Sachin Tendulkar hardly ever spoke out of turn as long as he played for India. He always measured his words without betraying his emotions. The only time he was rattled and decided to react was when Greg Chappell tried to tinker with his batting order during the 2007 World Cup.

When Tendulkar tried to reason out why he should bat only at the top of the order, his stand was seen by some as selfish and he felt his commitment to Indian cricket was being questioned. On return from the World Cup where India failed to make even the second stage, he lashed out at Chappell and took it up with the Indian cricket board.

There are a number of instances when the board went by what the seniors said and sacked Indian coaches quietly. The seniors even succeeded in keeping some fellow players out, dubbing them as a bad influence on the dressing room. The board accepted their word for it and kept them out of selection for reasons other than cricket.

Chappell in an interview a couple of years later was in a mellowed mood and regretted his decision to force Tendulkar to bat lower down. He said if confronted with a similar situation again, he would still put across the suggestion but if Tendulkar showed any discomfort he would not push like he did in the Caribbean.

So Tendulkar’s narrative has to been seen in the backdrop of what happened before the disastrous World Cup. Chappell has picked on a technical detail when he suggested to Tendulkar that he should replace Rahul Dravid as captain, by saying the only time he visited the master blaster’s residence was 12 months before the World Cup and not “just months away”.

Tendulkar’s quote of Chappell is pretty juicy, befitting two bhais of Mumbai discussing the area of their jurisdiction.

Tendulkar, in his autobiography Playing It My Way, quoted Chappell as saying that he would “help me in taking over the reins of the side” from Rahul Dravid and that “together, we could control Indian cricket for years.”

Tendulkar poured out his angst against Chappell, the national coach from 2005-2007, calling him a “ringmaster who imposed his ideas on the players without showing any signs of being concerned about whether they felt comfortable or not”.

The principal actors of that time predictably reacted and some of the seniors who felt that Chappell was out to finish their careers were vicious.

Saurav Ganguly, who nurses a grouse that Chappell got him sacked as captain and then out of the team, sensationally revealed that the Australian took Dravid into confidence in making his manoeuvres. Ganguly should also find out why the then strongman of Indian cricket Jagmohan Dalmiya could not save his captaincy.

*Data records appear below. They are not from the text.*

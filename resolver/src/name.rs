//! Case-insensitive suffix matching, shared by the auth-zone lookup, the
//! best-delegation walk and the domain map. Grounded on PowerDNS's
//! `moreSpecificThan` helper and the longest-suffix-match walk used
//! throughout `syncres.hh`.

use crate::model::Name;

/// True iff `a` is the same name as, or a subdomain of, `b` — i.e. `a` is at
/// least as specific as `b`. Comparison is ASCII case-folded label-by-label,
/// not a raw suffix-of-string check, so `notexample.test` is not considered
/// a subdomain of `example.test`.
pub fn more_specific_than(a: &Name, b: &Name) -> bool {
	if b.0.is_empty() {
		return true; // the root is an ancestor of everything
	}

	let a = a.fold();
	let b = b.fold();

	if a == b {
		return true;
	}

	a.ends_with(&b) && a.as_bytes()[a.len() - b.len() - 1] == b'.'
}

/// Walks `candidates` (assumed to be zone names known to a domain map or a
/// delegation cache) and returns the one that is the longest ancestor of
/// `qname`, i.e. the most specific zone cut covering it.
pub fn longest_suffix_match<'a, I>(qname: &Name, candidates: I) -> Option<&'a Name>
where
	I: IntoIterator<Item = &'a Name>,
{
	candidates
		.into_iter()
		.filter(|candidate| more_specific_than(qname, candidate))
		.max_by_key(|candidate| candidate.fold().len())
}

/// `qname` itself, then each successive parent, down to the root — the walk
/// order the best-delegation lookup needs to find the longest ancestor of
/// `qname` for which NS records are cached.
pub fn ancestors(qname: &Name) -> Vec<Name> {
	let folded = qname.fold();
	let mut out = Vec::new();

	if !folded.is_empty() {
		let labels: Vec<&str> = folded.split('.').collect();
		for i in 0..labels.len() {
			out.push(Name(labels[i..].join(".")));
		}
	}

	out.push(Name::root());
	out
}
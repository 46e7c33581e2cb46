//! The core of an iterative, cache-backed recursive DNS resolver: a
//! cooperative fiber scheduler driving nameserver lookups against a set of
//! per-worker caches, grounded on PowerDNS's `SyncRes`.
//!
//! This crate has no opinion on sockets or wire encoding — those are
//! external collaborators reached only through [`transport`]'s traits —
//! and no opinion on configuration loading — see [`config::Settings`].

pub mod clock;
pub mod config;
pub mod domain;
pub mod edns;
pub mod engine;
pub mod ewma;
pub mod model;
pub mod name;
pub mod negcache;
pub mod packet_id;
pub mod poscache;
pub mod scheduler;
pub mod stats;
pub mod throttle;
pub mod transport;
pub mod worker;

pub use config::Settings;
pub use domain::{AuthDomain, DomainMap, DomainMapHandle};
pub use engine::SyncRes;
pub use model::{Answer, LwResult, Name, Question, Rcode};
pub use worker::{Fleet, StaticStorage, WorkerHandle};
//! End-to-end: a zone with two nameserver addresses where the faster-rated
//! one times out. The engine must fall back to the second address within the
//! same resolution and leave the first one throttled afterward.

mod common;

use std::net::Ipv4Addr;

use common::{drive_to_completion, rr_a, Harness};
use resolver::model::{Name, Rcode, CLASS_IN, TYPE_A};

#[test]
fn timed_out_address_is_skipped_in_favor_of_the_other_and_then_throttled() {
	let harness = Harness::new(1_000);
	let a1: std::net::IpAddr = "198.51.100.30".parse().unwrap();
	let a2: std::net::IpAddr = "198.51.100.31".parse().unwrap();
	let target = Ipv4Addr::new(203, 0, 113, 40);

	harness.seed_ns("example.test", 3_600_000, &["ns1.example.test", "ns2.example.test"]);
	harness.seed_glue("ns1.example.test", 3_600_000, Ipv4Addr::new(198, 51, 100, 30));
	harness.seed_glue("ns2.example.test", 3_600_000, Ipv4Addr::new(198, 51, 100, 31));

	// bias the speed table so A1 sorts first and is tried before A2; A1 is
	// left unscripted (a blackhole) so it always times out, while A2 answers.
	{
		let mut storage = harness.engine.storage.borrow_mut();
		storage.nsspeeds.submit("ns1.example.test", a1, 50.0, 0.0);
		storage.nsspeeds.submit("ns2.example.test", a2, 5000.0, 0.0);
	}

	harness.transport.borrow_mut().push_script(a2, move |id, qname, qtype| common::encode_response(id, &qname, qtype, 0, true, &[rr_a("www.example.test", 300, target)], &[], &[]));

	let future = Box::pin(harness.engine.begin_resolve(Name::from("www.example.test"), TYPE_A, CLASS_IN));
	let answer = drive_to_completion(&harness, future, 2.0, 30);

	assert_eq!(answer.rcode, Rcode::NoError);
	assert!(matches!(answer.records.first().map(|rr| &rr.rdata), Some(resolver::model::RData::A(a)) if *a == target));

	assert_eq!(harness.transport.borrow().sent_count_to(a1), 1, "the slow address must still be tried first");
	assert_eq!(harness.transport.borrow().sent_count_to(a2), 1);

	let now = harness.clock.unix();
	let mut storage = harness.engine.storage.borrow_mut();
	assert!(storage.throttle.should_throttle(now, &(a1, "www.example.test".to_string(), TYPE_A)), "a1 must remain throttled after timing out");
	assert_eq!(storage.stats.outgoing_timeouts, 1);
}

There is an element of contradiction here. If Dravid was so close to Chappell, how could he be dumped and Tendulkar brought back as captain? It doesn’t gel. Dravid took the easy way out, diplomatically saying that he was not “privy to any private conversation between two individuals”.

Dravid says that he had not heard of such a serious move behind his back and he would not like to comment, adding for good measure that seven years have passed since the 2007 World Cup and that it did not affect him.

Harbhajan Singh and Zaheer Khan were the first senior colleagues of Tendulkar to come out in his support and both accused Chappell of creating misunderstanding between players and insecurity among the seniors. What they said is not new as they had said the same things when they came out to back Ganguly in his fight with Chappell.

Chappell might be tempted to ask for how many years did the seniors, barring Tendulkar, Dravid and Laxman, play for India after he left and what happened to the team in the latter stages of their careers.

Chappell came to India with a clear vision without realising that he was entering a snake pit and his revolutionary ideas will have no takers. It was he who kept spreading the word that Mahendra Singh Dhoni and Dinesh Kartik are captaincy material to create unease among the seniors. It was public knowledge that he was trying to force V.V.S. Laxman to open the innings and even saying that Laxman’s days as Test cricketer were numbered.

What some of these senior players did not say is the kind of games they themselves played in getting Laxman out of the 2003 World Cup squad and how he was forced to bat with the tail. At least two of his captains treated him shabbily, in the second instance he chose to quit.

Be that as it may, Tendulkar’s credentials as a player cannot be questioned. When he decides to tell his story, it cannot be only on what happened out in the middle, he is bound to discuss what transpired behind the impregnable iron curtain the board has created.

Most of his Indian fans will take his word as Gospel and they will not accept Chappell’s denial. For them the God will not lie!

Be it Tendulkar, Kevin Pietersen or any cricketer of some standing – when he writes his autobiography, the publisher will always look for stuff that will grip readers to finish it in one go. He wouldn’t like it to be diary of a Sarvodaya missionary.